What you need to do:
What you produce should match the records exactly, line for line.

Records for the task:
Start of Block

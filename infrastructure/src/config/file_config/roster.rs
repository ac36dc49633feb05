//! Roster configuration from TOML (`[roster]` section)

use serde::{Deserialize, Serialize};

/// Which optional agents join the team
///
/// ```toml
/// [roster]
/// hil_mode = false
/// web_surfer = false
/// video_surfer = false
/// ```
#[derive(Debug, Clone, Default, PartialEq, Eq, Serialize, Deserialize)]
#[serde(default)]
pub struct FileRosterConfig {
    /// Add a human proxy agent
    pub hil_mode: bool,
    pub web_surfer: bool,
    pub video_surfer: bool,
}
//! Port definitions (interfaces for external adapters)
//!
//! Ports define the contracts that infrastructure and presentation adapters
//! must implement.

pub mod agent;
pub mod code_runner;
pub mod conversation_logger;
pub mod human_input;
pub mod llm_gateway;
pub mod run_observer;
pub mod termination;
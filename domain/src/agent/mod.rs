//! Agent domain module
//!
//! Roster member identities and the diagnostics produced while assembling
//! and running a roster.

pub mod descriptor;
pub mod validation;

pub use descriptor::{AgentDescriptor, AgentKind, Capability, ORCHESTRATOR_NAME, USER_TASK_SENDER};
pub use validation::{Diagnostic, DiagnosticCode, Severity};
//! Veneer SDK - the seam between the reflection engine and a host runtime
//!
//! This crate holds the minimal vocabulary needed to describe a live type
//! universe without depending on any particular runtime: opaque handles,
//! dynamic values, member declarations, and the `HostRuntime` trait a host
//! implements so that `veneer-reflect` can query and drive it.
//!
//! # Example
//!
//! ```ignore
//! use veneer_sdk::{HostRuntime, Value};
//!
//! fn describe(host: &dyn HostRuntime, name: &str) {
//!     if let Some(ty) = host.find_type(name) {
//!         for field in host.declared_fields(ty) {
//!             println!("{} {}", field.modifiers, field.name);
//!         }
//!     }
//! }
//! ```
//!
//! The privileged `RawMemory` capability is deliberately separate from
//! `HostRuntime`: hosts that cannot offer offset-level writes simply return
//! `HostError::Unsupported` from `HostRuntime::raw_memory`.

#![warn(missing_docs)]

pub mod context;
pub mod convert;
pub mod error;
pub mod memory;
pub mod modifiers;
pub mod types;
pub mod value;

pub use context::HostRuntime;
pub use convert::{FromValue, IntoValue};
pub use error::{HostError, HostResult};
pub use memory::{FieldOffset, RawMemory, StorageBase};
pub use modifiers::{Modifiers, ParseModifiersError};
pub use types::{
    ConstructorDecl, ConstructorId, FieldDecl, FieldId, MethodDecl, MethodId, ObjectRef,
    TypeHandle,
};
pub use value::Value;
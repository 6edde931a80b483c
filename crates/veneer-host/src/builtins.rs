//! Builtin types registered by every `MemoryHost`
//!
//! Builtins occupy the first type handles in a fixed order.

use veneer_sdk::TypeHandle;

/// Root of all reference types
pub const OBJECT: TypeHandle = TypeHandle(0);
/// Boolean primitive
pub const BOOL: TypeHandle = TypeHandle(1);
/// 32-bit integer primitive
pub const INT: TypeHandle = TypeHandle(2);
/// 64-bit integer primitive
pub const LONG: TypeHandle = TypeHandle(3);
/// 64-bit float primitive
pub const DOUBLE: TypeHandle = TypeHandle(4);
/// String reference type
pub const STRING: TypeHandle = TypeHandle(5);

pub(crate) const ALL: [(TypeHandle, &str); 6] = [
    (OBJECT, "object"),
    (BOOL, "bool"),
    (INT, "int"),
    (LONG, "long"),
    (DOUBLE, "double"),
    (STRING, "string"),
];

/// Primitives are not assignable to `OBJECT`
pub fn is_primitive(ty: TypeHandle) -> bool {
    matches!(ty, BOOL | INT | LONG | DOUBLE)
}
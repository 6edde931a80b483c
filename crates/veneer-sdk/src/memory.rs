//! Privileged memory capability
//!
//! `RawMemory` is the one interface that lets a caller write storage the
//! type system declares assign-once. Offsets are opaque: they are only
//! meaningful to the capability that produced them, for the base they were
//! produced for.

use std::fmt;

use crate::error::HostResult;
use crate::types::{FieldDecl, ObjectRef, TypeHandle};
use crate::value::Value;

/// Raw offset of a field's storage within its base
#[derive(Debug, Clone, Copy, PartialEq, Eq, Hash)]
pub struct FieldOffset(pub u64);

impl fmt::Display for FieldOffset {
    fn fmt(&self, f: &mut fmt::Formatter<'_>) -> fmt::Result {
        write!(f, "+{:#x}", self.0)
    }
}

/// The storage block an offset is relative to
#[derive(Debug, Clone, Copy, PartialEq, Eq, Hash)]
pub enum StorageBase {
    /// An object's instance storage
    Instance(ObjectRef),
    /// A type's shared static storage
    Static(TypeHandle),
}

/// Offset-level access to field storage, below the type system.
///
/// Implementations are expected to be cheap to share (`Arc`) and to stay
/// valid for the lifetime of the host.
pub trait RawMemory: Send + Sync {
    /// Offset of an instance field within any instance of its owner
    fn instance_field_offset(&self, field: &FieldDecl) -> HostResult<FieldOffset>;

    /// Base of the static storage holding a static field
    fn static_field_base(&self, field: &FieldDecl) -> HostResult<StorageBase>;

    /// Offset of a static field within its static base
    fn static_field_offset(&self, field: &FieldDecl) -> HostResult<FieldOffset>;

    /// Store `value` at `offset` within `base`, bypassing modifiers.
    ///
    /// # Safety
    ///
    /// `offset` must have been produced by this capability for a field whose
    /// storage lives in `base`, and `value` must be of a kind the field can
    /// hold (see `HostRuntime::can_hold`). Neither is checked by every host;
    /// violating either corrupts the target object.
    unsafe fn put_value(&self, base: StorageBase, offset: FieldOffset, value: Value) -> HostResult<()>;
}
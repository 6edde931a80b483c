//! Traits for converting between host values and Rust types.
//!
//! Accessors are generic over the Rust type they hand back. `FromValue`
//! returns `None` for values of the wrong kind, which the absorbing accessor
//! API turns into the caller-supplied default.

use std::sync::Arc;

use crate::types::{ObjectRef, TypeHandle};
use crate::value::Value;

/// Extract a Rust value from a host value
pub trait FromValue: Sized {
    /// Convert, or `None` if the value has an incompatible kind
    fn from_value(value: Value) -> Option<Self>;
}

/// Turn a Rust value into a host value
pub trait IntoValue {
    /// Convert into a host value
    fn into_value(self) -> Value;
}

impl FromValue for Value {
    fn from_value(value: Value) -> Option<Self> {
        Some(value)
    }
}

impl IntoValue for Value {
    fn into_value(self) -> Value {
        self
    }
}

macro_rules! impl_value_conversions {
    ($($ty:ty => $getter:ident),* $(,)?) => {
        $(
            impl FromValue for $ty {
                fn from_value(value: Value) -> Option<Self> {
                    value.$getter()
                }
            }

            impl IntoValue for $ty {
                fn into_value(self) -> Value {
                    Value::from(self)
                }
            }
        )*
    };
}

impl_value_conversions! {
    bool => as_bool,
    i32 => as_i32,
    i64 => as_i64,
    f64 => as_f64,
    ObjectRef => as_object,
    TypeHandle => as_type,
}

impl FromValue for String {
    fn from_value(value: Value) -> Option<Self> {
        value.as_str().map(str::to_string)
    }
}

impl IntoValue for String {
    fn into_value(self) -> Value {
        Value::from(self)
    }
}

impl FromValue for Arc<str> {
    fn from_value(value: Value) -> Option<Self> {
        match value {
            Value::Str(s) => Some(s),
            _ => None,
        }
    }
}

impl IntoValue for Arc<str> {
    fn into_value(self) -> Value {
        Value::Str(self)
    }
}

impl IntoValue for &str {
    fn into_value(self) -> Value {
        Value::from(self)
    }
}

/// `None` maps to `Value::Null`
impl<T: IntoValue> IntoValue for Option<T> {
    fn into_value(self) -> Value {
        self.map_or(Value::Null, IntoValue::into_value)
    }
}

End of Block

Reply:
filename infrastructure/src/config/file_config/roster.rs
repository ac36dc49633feb05
//! Roster configuration from TOML (`[roster]` section)

use serde::{Deserialize, Serialize};

/// Which optional agents join the team
///
/// ```toml
/// [roster]
/// hil_mode = false
/// web_surfer = false
/// video_surfer = false
/// ```
#[derive(Debug, Clone, Default, PartialEq, Eq, Serialize, Deserialize)]
#[serde(default)]
pub struct FileRosterConfig {
    /// Add a human proxy agent
    pub hil_mode: bool,
    pub web_surfer: bool,
    pub video_surfer: bool,
}
//! Port definitions (interfaces for external adapters)
//!
//! Ports define the contracts that infrastructure and presentation adapters
//! must implement.

pub mod agent;
pub mod code_runner;
pub mod conversation_logger;
pub mod human_input;
pub mod llm_gateway;
pub mod run_observer;
pub mod termination;
filename domain/src/agent/mod.rs
//! Agent domain module
//!
//! Roster member identities and the diagnostics produced while assembling
//! and running a roster.

pub mod descriptor;
pub mod validation;

pub use descriptor::{AgentDescriptor, AgentKind, Capability, ORCHESTRATOR_NAME, USER_TASK_SENDER};
pub use validation::{Diagnostic, DiagnosticCode, Severity};
//! Veneer SDK - the seam between the reflection engine and a host runtime
//!
//! This crate holds the minimal vocabulary needed to describe a live type
//! universe without depending on any particular runtime: opaque handles,
//! dynamic values, member declarations, and the `HostRuntime` trait a host
//! implements so that `veneer-reflect` can query and drive it.
//!
//! # Example
//!
//! ```ignore
//! use veneer_sdk::{HostRuntime, Value};
//!
//! fn describe(host: &dyn HostRuntime, name: &str) {
//!     if let Some(ty) = host.find_type(name) {
//!         for field in host.declared_fields(ty) {
//!             println!("{} {}", field.modifiers, field.name);
//!         }
//!     }
//! }
//! ```
//!
//! The privileged `RawMemory` capability is deliberately separate from
//! `HostRuntime`: hosts that cannot offer offset-level writes simply return
//! `HostError::Unsupported` from `HostRuntime::raw_memory`.

#![warn(missing_docs)]

pub mod context;
pub mod convert;
pub mod error;
pub mod memory;
pub mod modifiers;
pub mod types;
pub mod value;

pub use context::HostRuntime;
pub use convert::{FromValue, IntoValue};
pub use error::{HostError, HostResult};
pub use memory::{FieldOffset, RawMemory, StorageBase};
pub use modifiers::{Modifiers, ParseModifiersError};
pub use types::{
    ConstructorDecl, ConstructorId, FieldDecl, FieldId, MethodDecl, MethodId, ObjectRef,
    TypeHandle,
};
pub use value::Value;
repository 6edde931a80b483c
filename crates/veneer-host/src/builtins.rs
//! Builtin types registered by every `MemoryHost`
//!
//! Builtins occupy the first type handles in a fixed order.

use veneer_sdk::TypeHandle;

/// Root of all reference types
pub const OBJECT: TypeHandle = TypeHandle(0);
/// Boolean primitive
pub const BOOL: TypeHandle = TypeHandle(1);
/// 32-bit integer primitive
pub const INT: TypeHandle = TypeHandle(2);
/// 64-bit integer primitive
pub const LONG: TypeHandle = TypeHandle(3);
/// 64-bit float primitive
pub const DOUBLE: TypeHandle = TypeHandle(4);
/// String reference type
pub const STRING: TypeHandle = TypeHandle(5);

pub(crate) const ALL: [(TypeHandle, &str); 6] = [
    (OBJECT, "object"),
    (BOOL, "bool"),
    (INT, "int"),
    (LONG, "long"),
    (DOUBLE, "double"),
    (STRING, "string"),
];

/// Primitives are not assignable to `OBJECT`
pub fn is_primitive(ty: TypeHandle) -> bool {
    matches!(ty, BOOL | INT | LONG | DOUBLE)
}
repository 6edde931a80b483c
filename crates/veneer-sdk/src/memory.rs
//! Privileged memory capability
//!
//! `RawMemory` is the one interface that lets a caller write storage the
//! type system declares assign-once. Offsets are opaque: they are only
//! meaningful to the capability that produced them, for the base they were
//! produced for.

use std::fmt;

use crate::error::HostResult;
use crate::types::{FieldDecl, ObjectRef, TypeHandle};
use crate::value::Value;

/// Raw offset of a field's storage within its base
#[derive(Debug, Clone, Copy, PartialEq, Eq, Hash)]
pub struct FieldOffset(pub u64);

impl fmt::Display for FieldOffset {
    fn fmt(&self, f: &mut fmt::Formatter<'_>) -> fmt::Result {
        write!(f, "+{:#x}", self.0)
    }
}

/// The storage block an offset is relative to
#[derive(Debug, Clone, Copy, PartialEq, Eq, Hash)]
pub enum StorageBase {
    /// An object's instance storage
    Instance(ObjectRef),
    /// A type's shared static storage
    Static(TypeHandle),
}

/// Offset-level access to field storage, below the type system.
///
/// Implementations are expected to be cheap to share (`Arc`) and to stay
/// valid for the lifetime of the host.
pub trait RawMemory: Send + Sync {
    /// Offset of an instance field within any instance of its owner
    fn instance_field_offset(&self, field: &FieldDecl) -> HostResult<FieldOffset>;

    /// Base of the static storage holding a static field
    fn static_field_base(&self, field: &FieldDecl) -> HostResult<StorageBase>;

    /// Offset of a static field within its static base
    fn static_field_offset(&self, field: &FieldDecl) -> HostResult<FieldOffset>;

    /// Store `value` at `offset` within `base`, bypassing modifiers.
    ///
    /// # Safety
    ///
    /// `offset` must have been produced by this capability for a field whose
    /// storage lives in `base`, and `value` must be of a kind the field can
    /// hold (see `HostRuntime::can_hold`). Neither is checked by every host;
    /// violating either corrupts the target object.
    unsafe fn put_value(&self, base: StorageBase, offset: FieldOffset, value: Value) -> HostResult<()>;
}
repository 6edde931a80b483c
//! Traits for converting between host values and Rust types.
//!
//! Accessors are generic over the Rust type they hand back. `FromValue`
//! returns `None` for values of the wrong kind, which the absorbing accessor
//! API turns into the caller-supplied default.

use std::sync::Arc;

use crate::types::{ObjectRef, TypeHandle};
use crate::value::Value;

/// Extract a Rust value from a host value
pub trait FromValue: Sized {
    /// Convert, or `None` if the value has an incompatible kind
    fn from_value(value: Value) -> Option<Self>;
}

/// Turn a Rust value into a host value
pub trait IntoValue {
    /// Convert into a host value
    fn into_value(self) -> Value;
}

impl FromValue for Value {
    fn from_value(value: Value) -> Option<Self> {
        Some(value)
    }
}

impl IntoValue for Value {
    fn into_value(self) -> Value {
        self
    }
}

macro_rules! impl_value_conversions {
    ($($ty:ty => $getter:ident),* $(,)?) => {
        $(
            impl FromValue for $ty {
                fn from_value(value: Value) -> Option<Self> {
                    value.$getter()
                }
            }

            impl IntoValue for $ty {
                fn into_value(self) -> Value {
                    Value::from(self)
                }
            }
        )*
    };
}

impl_value_conversions! {
    bool => as_bool,
    i32 => as_i32,
    i64 => as_i64,
    f64 => as_f64,
    ObjectRef => as_object,
    TypeHandle => as_type,
}

impl FromValue for String {
    fn from_value(value: Value) -> Option<Self> {
        value.as_str().map(str::to_string)
    }
}

impl IntoValue for String {
    fn into_value(self) -> Value {
        Value::from(self)
    }
}

impl FromValue for Arc<str> {
    fn from_value(value: Value) -> Option<Self> {
        match value {
            Value::Str(s) => Some(s),
            _ => None,
        }
    }
}

impl IntoValue for Arc<str> {
    fn into_value(self) -> Value {
        Value::Str(self)
    }
}

impl IntoValue for &str {
    fn into_value(self) -> Value {
        Value::from(self)
    }
}

/// `None` maps to `Value::Null`
impl<T: IntoValue> IntoValue for Option<T> {
    fn into_value(self) -> Value {
        self.map_or(Value::Null, IntoValue::into_value)
    }
}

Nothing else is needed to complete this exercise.